Human umbilical cord mesenchymal stem cell exosomes promote liver regeneration by inducing CD206+ macrophage polarization and suppressing ZBP1 PANoptosis
摘要
Post-hepatectomy liver failure (PHLF) is a serious complication after partial hepatectomy without approved therapies to safely enhance liver regeneration. This study investigated whether exosomes derived from human umbilical cord mesenchymal stem cells promote liver regeneration by regulating a macrophage-transforming growth factor-beta (TGF-β)-ZBP1-PANoptosis axis. Using a 70% partial hepatectomy mouse model and a macrophage-hepatocyte co-culture system, we found that exosome treatment preserved liver structure, reduced serum injury markers (ALT/AST), increased liver-to-body weight ratio by 32.4%, and elevated proliferating hepatocytes (Ki67-positive cells) by 2.8-fold. Exosomes shifted hepatic macrophages towards a reparative (CD206-positive) phenotype, increased anti-inflammatory cytokines (interleukin-10 and TGF-β), suppressed ZBP1 expression, and inhibited PANoptosis markers. Overexpression of ZBP1 in macrophages reversed the exosome-induced polarization and cytokine changes. Neutralizing TGF-β blocked the ability of exosome-exposed macrophages to suppress hepatocyte ZBP1 expression and PANoptosis.
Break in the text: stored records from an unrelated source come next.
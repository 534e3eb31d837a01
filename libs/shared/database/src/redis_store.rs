use std::time::Duration;

use async_trait::async_trait;
use deadpool_redis::{Config, Connection, Pool, Runtime};
use redis::Script;
use tokio::sync::RwLock;
use tracing::{debug, info, instrument, warn};

use shared_config::AppConfig;

use crate::error::StoreError;
use crate::kv::KeyValueStore;

const COMPARE_AND_DELETE: &str = r#"
if redis.call("GET", KEYS[1]) == ARGV[1] then
    return redis.call("DEL", KEYS[1])
else
    return 0
end
"#;

const COMPARE_AND_EXTEND: &str = r#"
if redis.call("GET", KEYS[1]) == ARGV[1] then
    return redis.call("PEXPIRE", KEYS[1], ARGV[2])
else
    return 0
end
"#;

struct ActivePool {
    pool: Pool,
    url: String,
}

pub struct RedisStore {
    name: String,
    primary_url: String,
    fallback_url: Option<String>,
    key_prefix: String,
    active: RwLock<ActivePool>,
}

impl RedisStore {
    pub async fn new(config: &AppConfig) -> Result<Self, StoreError> {
        let primary_url = config
            .redis_url
            .clone()
            .ok_or_else(|| StoreError::Unavailable("REDIS_URL not configured".to_string()))?;

        Self::connect("redis", primary_url, config.redis_fallback_url.clone(), "correlation-monitor:").await
    }

    /// Connects to the primary endpoint, falling back to the secondary one
    /// when the primary does not answer `PING`.
    pub async fn connect(
        name: impl Into<String>,
        primary_url: String,
        fallback_url: Option<String>,
        key_prefix: impl Into<String>,
    ) -> Result<Self, StoreError> {
        let active = Self::open_first_reachable(&primary_url, fallback_url.as_deref()).await?;
        let name = name.into();
        info!(store = %name, url = %active.url, "Redis store initialized successfully");

        Ok(Self {
            name,
            primary_url,
            fallback_url,
            key_prefix: key_prefix.into(),
            active: RwLock::new(active),
        })
    }

    async fn open_first_reachable(primary: &str, fallback: Option<&str>) -> Result<ActivePool, StoreError> {
        match Self::open_pool(primary).await {
            Ok(pool) => Ok(pool),
            Err(primary_err) => {
                let Some(fallback) = fallback else {
                    return Err(primary_err);
                };
                warn!("Primary Redis endpoint unreachable ({}), trying fallback", primary_err);
                Self::open_pool(fallback).await
            }
        }
    }

    async fn open_pool(url: &str) -> Result<ActivePool, StoreError> {
        let pool = Config::from_url(url).create_pool(Some(Runtime::Tokio1))?;
        let mut conn = pool.get().await?;
        let _: String = redis::cmd("PING").query_async(&mut conn).await?;

        Ok(ActivePool {
            pool,
            url: url.to_string(),
        })
    }

    async fn connection(&self) -> Result<Connection, StoreError> {
        let pool = self.active.read().await.pool.clone();
        Ok(pool.get().await?)
    }

    fn key(&self, key: &str) -> String {
        format!("{}{}", self.key_prefix, key)
    }

    pub async fn active_url(&self) -> String {
        self.active.read().await.url.clone()
    }
}

fn ttl_millis(ttl: Duration) -> u64 {
    u64::try_from(ttl.as_millis()).unwrap_or(u64::MAX).max(1)
}

#[async_trait]
impl KeyValueStore for RedisStore {
    fn name(&self) -> &str {
        &self.name
    }

    async fn get(&self, key: &str) -> Result<Option<String>, StoreError> {
        let mut conn = self.connection().await?;
        let value: Option<String> = redis::cmd("GET").arg(self.key(key)).query_async(&mut conn).await?;
        Ok(value)
    }

    async fn set(&self, key: &str, value: &str, ttl: Option<Duration>) -> Result<(), StoreError> {
        let mut conn = self.connection().await?;
        let mut cmd = redis::cmd("SET");
        cmd.arg(self.key(key)).arg(value);
        if let Some(ttl) = ttl {
            cmd.arg("PX").arg(ttl_millis(ttl));
        }
        let _: () = cmd.query_async(&mut conn).await?;
        Ok(())
    }

    async fn delete(&self, key: &str) -> Result<bool, StoreError> {
        let mut conn = self.connection().await?;
        let removed: i64 = redis::cmd("DEL").arg(self.key(key)).query_async(&mut conn).await?;
        Ok(removed > 0)
    }

    async fn set_if_absent(&self, key: &str, value: &str, ttl: Duration) -> Result<bool, StoreError> {
        let mut conn = self.connection().await?;
        let reply: Option<String> = redis::cmd("SET")
            .arg(self.key(key))
            .arg(value)
            .arg("NX")
            .arg("PX")
            .arg(ttl_millis(ttl))
            .query_async(&mut conn)
            .await?;
        Ok(reply.is_some())
    }

    async fn delete_if_equals(&self, key: &str, expected: &str) -> Result<bool, StoreError> {
        let mut conn = self.connection().await?;
        let removed: i64 = Script::new(COMPARE_AND_DELETE)
            .key(self.key(key))
            .arg(expected)
            .invoke_async(&mut conn)
            .await?;
        Ok(removed == 1)
    }

    async fn extend_if_equals(&self, key: &str, expected: &str, ttl: Duration) -> Result<bool, StoreError> {
        let mut conn = self.connection().await?;
        let extended: i64 = Script::new(COMPARE_AND_EXTEND)
            .key(self.key(key))
            .arg(expected)
            .arg(ttl_millis(ttl))
            .invoke_async(&mut conn)
            .await?;
        Ok(extended == 1)
    }

    async fn ping(&self) -> Result<(), StoreError> {
        let mut conn = self.connection().await?;
        let _: String = redis::cmd("PING").query_async(&mut conn).await?;
        Ok(())
    }

    #[instrument(skip(self), fields(store = %self.name))]
    async fn reconnect(&self) -> Result<(), StoreError> {
        let fresh = Self::open_first_reachable(&self.primary_url, self.fallback_url.as_deref()).await?;
        debug!(url = %fresh.url, "Redis store reconnected");

        let mut active = self.active.write().await;
        *active = fresh;
        Ok(())
    }
}
// =====================================================================================
// ADAPTIVE THROTTLE CONTROLLER
// =====================================================================================

use std::sync::{Arc, RwLock};
use std::time::Duration;

use async_trait::async_trait;
use chrono::Utc;
use tracing::{info, instrument, warn};

use shared_models::{Alert, AlertPriority};

use crate::collaborators::{ManagedComponent, MetricsSink, RateLimitSink, ResourceSampler};
use crate::error::MonitoringError;
use crate::models::{ThrottleState, ThrottleTier};
use crate::services::metrics::names;

const ALERT_BELOW_RATE: f64 = 0.5;

#[derive(Debug, Clone, Copy)]
pub struct LoadInputs {
    pub memory_ratio: Option<f64>,
    pub average_cycle: Duration,
    pub period: Duration,
    pub error_rate: f64,
}

/// Weighted load in `[0, 100]`: 40% memory, 40% cycle time over period, 20% errors.
pub fn load_score(inputs: &LoadInputs) -> f64 {
    let memory = (inputs.memory_ratio.unwrap_or(0.0) * 100.0).clamp(0.0, 100.0);
    let cycle = if inputs.period.is_zero() {
        0.0
    } else {
        (inputs.average_cycle.as_secs_f64() / inputs.period.as_secs_f64() * 100.0).clamp(0.0, 100.0)
    };
    let errors = (inputs.error_rate * 1000.0).clamp(0.0, 100.0);

    0.4 * memory + 0.4 * cycle + 0.2 * errors
}

pub fn admission_for(score: f64) -> (f64, ThrottleTier) {
    if score > 80.0 {
        (0.1, ThrottleTier::Severe)
    } else if score > 70.0 {
        (0.2, ThrottleTier::Heavy)
    } else if score > 60.0 {
        (0.5, ThrottleTier::Moderate)
    } else if score > 40.0 {
        (0.9, ThrottleTier::Light)
    } else {
        (1.0, ThrottleTier::Normal)
    }
}

#[derive(Debug, Clone)]
pub struct ThrottleAdjustment {
    pub state: ThrottleState,
    pub alert: Option<Alert>,
}

pub struct AdaptiveThrottleController {
    state: RwLock<ThrottleState>,
    sampler: Arc<dyn ResourceSampler>,
    sink: Arc<dyn RateLimitSink>,
    metrics: Arc<dyn MetricsSink>,
}

impl AdaptiveThrottleController {
    pub fn new(sampler: Arc<dyn ResourceSampler>, sink: Arc<dyn RateLimitSink>, metrics: Arc<dyn MetricsSink>) -> Self {
        Self {
            state: RwLock::new(ThrottleState::default()),
            sampler,
            sink,
            metrics,
        }
    }

    pub fn current(&self) -> ThrottleState {
        self.state.read().unwrap_or_else(|poisoned| poisoned.into_inner()).clone()
    }

    pub fn admission_rate(&self) -> f64 {
        self.state.read().unwrap_or_else(|poisoned| poisoned.into_inner()).admission_rate
    }

    /// Recomputes the load score, publishes the new admission rate and returns
    /// a system alert when the rate has just dropped below 0.5.
    #[instrument(skip(self))]
    pub fn adjust(&self, average_cycle: Duration, period: Duration, error_rate: f64) -> ThrottleAdjustment {
        let inputs = LoadInputs {
            memory_ratio: self.sampler.memory_usage_ratio(),
            average_cycle,
            period,
            error_rate,
        };
        let score = load_score(&inputs);
        let (rate, tier) = admission_for(score);

        let next = ThrottleState {
            load_score: score,
            admission_rate: rate,
            tier,
            updated_at: Utc::now(),
        };
        let previous_rate = {
            let mut state = self.state.write().unwrap_or_else(|poisoned| poisoned.into_inner());
            std::mem::replace(&mut *state, next.clone()).admission_rate
        };

        self.sink.set_admission_rate(rate);
        self.metrics.gauge(names::THROTTLE_LOAD_SCORE, score);
        self.metrics.gauge(names::THROTTLE_ADMISSION_RATE, rate);

        let alert = if rate < ALERT_BELOW_RATE && rate < previous_rate {
            let priority = if rate <= 0.1 {
                AlertPriority::Critical
            } else if rate <= 0.2 {
                AlertPriority::High
            } else {
                AlertPriority::Medium
            };
            warn!(load_score = score, admission_rate = rate, "Throttling alert admission");
            Some(Alert::system(
                priority,
                "Alert admission throttled",
                format!("Load score {:.1} reduced alert admission rate to {:.0}%", score, rate * 100.0),
            ))
        } else {
            if (rate - previous_rate).abs() > f64::EPSILON {
                info!(load_score = score, admission_rate = rate, "Admission rate changed");
            }
            None
        };

        ThrottleAdjustment { state: next, alert }
    }

    /// Returns to full admission.
    pub fn reset(&self) {
        *self.state.write().unwrap_or_else(|poisoned| poisoned.into_inner()) = ThrottleState::default();
        self.sink.set_admission_rate(1.0);
    }
}

#[async_trait]
impl ManagedComponent for AdaptiveThrottleController {
    fn name(&self) -> &str {
        "throttle"
    }

    async fn stop(&self) -> Result<(), MonitoringError> {
        Ok(())
    }

    async fn start(&self) -> Result<(), MonitoringError> {
        self.reset();
        Ok(())
    }
}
These results identify a key mechanism by which mesenchymal stem cell-derived exosomes enhance liver regeneration after partial hepatectomy by at least partially promoting TGF-β-dependent reparative macrophage polarization, which inhibits ZBP1-mediated PANoptosis in hepatocytes, suggesting a potential therapeutic strategy for preventing PHLF.